Fuori Fuoco apre le porte degli studi di maestri e maestre della fotografia italiana, ringraziando con un dono. Con questa prima visita iniziamo un lavoro di archeologia, intesa non come recupero, ma riscrittura dei ricordi ed esperienze attraverso l’archivio personale che dà forma alla memoria collettiva. Benvenuti nello studio di Maria Vittoria Backhaus, una donna la cui arte trasborda i confini della fotografia per farsi lezione d’estetica.
La Wunderkammer di Maria Vittoria
La terra trema nello studio di Maria Vittoria Backhaus. Non solo per le vibrazioni della metropolitana poco distante, ma soprattutto perché, dopo averla conosciuta, si ha l’impressione di essere venuti a contatto con una forza della natura. Entrando nel suo studio, abbiamo l’impressione di esserci immersi in una Wunderkammer in miniatura, in cui naturale e artificiale si fondono. Lo spazio si sviluppa su due livelli: il piano terra popolato da busti e bambole, “anime del purgatorio” e piante esotiche, e il sottosuolo, più essenziale e rigoroso, a cui si accede attraverso una scala a chiocciola. A collegare il sopra col sotto ci pensa l’archivio. All’incirca otto armadi a due ante in cui trovano posto faldoni di negativi scattati dagli anni Sessanta a oggi. Cinquant’anni di fotografia che raccontano la storia e i cambiamenti della nostra società.

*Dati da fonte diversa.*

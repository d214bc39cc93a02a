//! Glimmer applies procedural glitter and sparkle effects to still images.
//!
//! A frame is a fresh copy of the source bitmap with two stochastic passes on top:
//!
//! - glitter: per-pixel gray (or colored) speckle, see [`apply_glitter`]
//! - sparkles: rotated, translucent star glyphs, see [`SparkleCompositor`]
//!
//! [`assemble_frames`] produces [`FRAME_COUNT`] independent frames, and an [`AnimationEncoder`]
//! such as [`GifExporter`] turns them into an animation. [`EffectSession`] bundles the reusable
//! pieces (surface, compositor, random stream) for interactive use.
#![forbid(unsafe_code)]
#![deny(missing_docs)]

mod assets;
mod foundation;

pub(crate) mod config;
pub(crate) mod effects;
pub(crate) mod encode;
pub(crate) mod pipeline;
pub(crate) mod render;

pub use crate::foundation::core::{Affine, Region, Span, Vec2};
pub use crate::foundation::error::{GlimmerError, GlimmerResult};

pub use crate::assets::decode::{SourceImage, decode_image, load_image};
pub use crate::assets::sprites::{SPRITE_COUNT, SpriteSheet, SpriteStore};
pub use crate::config::GlimmerConfig;
pub use crate::effects::glitter::{GlitterStats, apply_glitter};
pub use crate::effects::params::{
    EffectParams, GlitterParams, NoiseTone, SparkleAnchor, SparkleParams, ui_range,
};
pub use crate::effects::sparkle::{SparkleCompositor, SparkleStats};
pub use crate::encode::gif::{
    AnimationEncoder, EncodedAnimation, GifExporter, GifOpts, export_animation,
};
pub use crate::encode::still::EncodedFrame;
pub use crate::pipeline::assemble::{FRAME_COUNT, FrameSequence, assemble_frames, assemble_on};
pub use crate::pipeline::frame::{FrameCompositor, FrameStats};
pub use crate::pipeline::preview::{PreviewRequest, PreviewSlot, Ticket, run_preview_worker};
pub use crate::pipeline::session::{EffectSession, SessionOpts};
pub use crate::render::surface::{FrameRGBA, Surface, TransformScope};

Found&Lost: la memoria delle origini
L’archivio, come “luogo dell’inizio”, è anche il luogo in cui l’intervista comincia. È Maria Vittoria a dirci che, se non avesse fatto la fotografa, probabilmente sarebbe diventata un’archivista: «È un po’ la mia mania. Penso che il fotografo sia una specie d’archivista. Prima di venire via da Filicudi ho fatto un catalogo di oggetti che ho lasciato lì». Il catalogo Found&Lost, che Maria Vittoria definisce «un racconto sulle Eolie», è una sorta di libro della memoria a cui Maria Vittoria ha affidato il suo ricordo personale dell’isola.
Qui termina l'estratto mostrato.